Non-interest checking account balances decreased $28.7 million during the three months ended March 31, 2024. Interest bearing demand account balances decreased $78.1 million and savings and money market account balances decreased $20.7 million in the three months ended March 31, 2024 largely due to seasonal runoff of account balances. Certificates of deposits decreased by $3.8 million in the first three months of 2024. We believe our success in maintaining the balances of personal and business checking and savings accounts was primarily attributable to our focus on quality customer service, the desire of customers to deal with a local bank, the convenience of our branch network and the breadth and depth of our sophisticated product line.
Noninterest bearing demand accounts comprised 26.9% of total deposits at March 31, 2024 and 26.6% of total deposits at December 31, 2023. In recent years, because of the generally low rates paid on interest bearing account alternatives, many of our business customers chose to keep their balances in these more liquid noninterest bearing demand account types. We have begun to see some of these balances move to higher earning deposit types. Interest bearing demand, including money market and savings accounts, comprised 59.6% of total deposits at March 31, 2024 and 60.4% at December 31, 2023. Time deposits as a percentage of total deposits were 13.5% at March 31, 2024 and 12.9% at December 31, 2023.
Deposit account balances in excess of the $250,000 FDIC insured limit totaled approximately $940.6 million, or 41% of total deposits, at March 31, 2024 and approximately $1.05 billion, or 43% of total deposits, at December 31, 2023. We believe we have sufficient liquid resources to cover all of the uninsured balances at March 31, 2024.
Borrowed funds at March 31, 2024 consisted of $20.0 million of Federal Home Loan Bank (“FHLB”) advances.
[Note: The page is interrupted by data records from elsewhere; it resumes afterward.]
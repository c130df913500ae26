use std::path::{Path, PathBuf};
use std::sync::Arc;
use chrono::Local;
use restodir::config::{self, RestodirConfig};
use restodir::output::{emit_success, OutputMode};
use restodir::ui::{self, banner, section, success, summary_row, Icons, RestaurantRow};
use restodir::{
    shared, BasicEvaluation, City, CompleteEvaluation, ConnectionProvider, EvaluationCriteria,
    Localisation, Mapper, MapperRegistry, Restaurant, RestaurantType,
};

/// Where the config and the database live for this invocation
pub struct Settings {
    pub config_path: PathBuf,
    pub config: RestodirConfig,
    pub database: PathBuf,
}

impl Settings {
    pub fn resolve(config_path: Option<&Path>, database: Option<PathBuf>) -> anyhow::Result<Self> {
        let config_path = config_path.map(Path::to_path_buf).unwrap_or_else(config::default_config_path);
        let config = config::load_config(Some(&config_path))?.unwrap_or_default();
        let database = match database {
            Some(path) => path,
            None => config.database_path(&std::env::current_dir()?),
        };
        Ok(Self {
            config_path,
            config,
            database,
        })
    }

    fn connect(&self) -> anyhow::Result<Arc<ConnectionProvider>> {
        config::ensure_db_dir(&self.database)?;
        let provider = ConnectionProvider::open(&self.database, &self.config.pool_settings())?;
        Ok(Arc::new(provider))
    }

    fn registry(&self) -> anyhow::Result<MapperRegistry> {
        Ok(MapperRegistry::new(self.connect()?))
    }
}

pub fn run_init(settings: &Settings, force: bool, output_mode: OutputMode) -> anyhow::Result<()> {
    let defaults = settings.config.pool_settings();
    let config = RestodirConfig {
        database: Some(settings.database.display().to_string()),
        pool_size: Some(defaults.max_size),
        connection_timeout_secs: Some(defaults.connection_timeout.as_secs()),
    };
    config::write_config(&settings.config_path, &config, force)?;
    let provider = settings.connect()?;

    if output_mode.is_human() {
        success(&format!("Wrote {}", settings.config_path.display()));
        summary_row(Icons::DATABASE, provider.location());
    } else {
        let data = serde_json::json!({
            "config": settings.config_path.display().to_string(),
            "database": provider.location(),
        });
        emit_success(output_mode, "init", data)?;
    }
    Ok(())
}

pub fn run_stats(settings: &Settings, output_mode: OutputMode) -> anyhow::Result<()> {
    let provider = settings.connect()?;
    let stats = provider.stats()?;

    if output_mode.is_human() {
        println!("{} Restodir Statistics ({})", Icons::STATS, provider.location());
        println!("{}", ui::stats_table(&stats.tables));
    } else {
        emit_success(output_mode, "stats", &stats)?;
    }
    Ok(())
}

pub fn run_restaurants(settings: &Settings, search: Option<&str>, output_mode: OutputMode) -> anyhow::Result<()> {
    let registry = settings.registry()?;
    let restaurants = match search {
        Some(fragment) => registry.restaurants.find_by_name_fragment(fragment)?,
        None => registry.restaurants.find_all()?,
    };
    let rows: Vec<RestaurantRow> = restaurants.iter().map(RestaurantRow::from_restaurant).collect();

    if output_mode.is_human() {
        if rows.is_empty() {
            println!("{} No restaurants found.", Icons::SEARCH);
        } else {
            println!("{}", ui::restaurant_table(&rows));
        }
    } else {
        emit_success(output_mode, "restaurants", &rows)?;
    }
    Ok(())
}

pub fn run_demo(settings: &Settings, keep: bool, output_mode: OutputMode) -> anyhow::Result<()> {
    let registry = settings.registry()?;
    let today = Local::now().date_naive();

    let city = registry.cities.create(&shared(City::new("2000", "Neuchâtel")))?;
    let kind = registry
        .types
        .create(&shared(RestaurantType::new("Pizzeria", "Pizzas au feu de bois")))?;
    let restaurant = registry.restaurants.create(&shared(Restaurant::new(
        "Da Mario",
        Some("Pizzeria familiale".to_string()),
        None,
        Localisation::new("Rue du Lac 1", city),
        kind,
    )))?;
    let service = registry
        .criteria
        .create(&shared(EvaluationCriteria::new("Service", "Accueil et service")))?;
    let cuisine = registry
        .criteria
        .create(&shared(EvaluationCriteria::new("Cuisine", "Qualité des plats")))?;

    for (like, ip) in [(true, "10.0.0.7"), (true, "10.0.0.8"), (false, "10.0.0.9")] {
        registry
            .basic_evaluations
            .create(&shared(BasicEvaluation::new(today, &restaurant, like, ip)))?;
    }
    let review = shared(CompleteEvaluation::new(today, &restaurant, "Excellente pâte", "bob"));
    CompleteEvaluation::add_grade(&review, &service, 4);
    CompleteEvaluation::add_grade(&review, &cuisine, 5);
    let review = registry.complete_evaluations.create(&review)?;

    // Read back through a fresh session to exercise hydration
    let id = restaurant.read().id.unwrap_or_default();
    let session = MapperRegistry::new(registry.db().clone());
    let loaded = session
        .restaurants
        .find_by_id(id)?
        .ok_or_else(|| anyhow::anyhow!("restaurant #{} vanished", id))?;
    let row = RestaurantRow::from_restaurant(&loaded);
    let average = review.read().average_grade();

    let deleted = if keep { false } else { registry.restaurants.delete(&restaurant)? };

    if output_mode.is_human() {
        banner(
            "Restodir demo",
            &format!("Database: {}", registry.db().location()),
        );
        println!("{}", ui::restaurant_table(std::slice::from_ref(&row)));
        section("Review");
        summary_row(Icons::PERSON, &review.read().username);
        summary_row(
            Icons::STAR,
            &average.map(|a| format!("{:.1}", a)).unwrap_or_else(|| "-".to_string()),
        );
        if deleted {
            success(&format!("Deleted restaurant #{} with all of its evaluations", id));
        } else {
            summary_row(Icons::PIN, &format!("Kept restaurant #{}", id));
        }
    } else {
        let data = serde_json::json!({
            "restaurant": row,
            "average_grade": average,
            "deleted": deleted,
        });
        emit_success(output_mode, "demo", data)?;
    }
    Ok(())
}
One FHLB advance totaling $10.0 million matured during the three months ended March 31, 2024. Borrowed funds at December 31, 2023 consisted of $30.0 million of FHLB advances. At March 31, 2024, we had total borrowing capacity of $354.0 million, including $287.3 million in unused availability with the FHLB, $65.0 million in available fed funds facilities with correspondent banks, and $1.7 million in availability at the FRB Discount Window.
CAPITAL RESOURCES
Total shareholders' equity of $293.0 million at March 31, 2024 reflected an increase of $5.9 million from $287.1 million at December 31, 2023. The increase was primarily a result of net income of $9.8 million earned in the first three months of 2024, partially offset by payments of $3.1 million in cash dividends to shareholders and a negative swing of $1.0 million in accumulated other comprehensive income ("AOCI"). The negative swing in AOCI was attributable to changes in market interest rates on bonds during the first three months of 2024 causing a decrease in market value on our investment securities available for sale. The Bank was categorized as “well capitalized” at March 31, 2024. The amount of capital retained by the Bank in excess of well capitalized minimums was $151.3 million at March 31, 2024.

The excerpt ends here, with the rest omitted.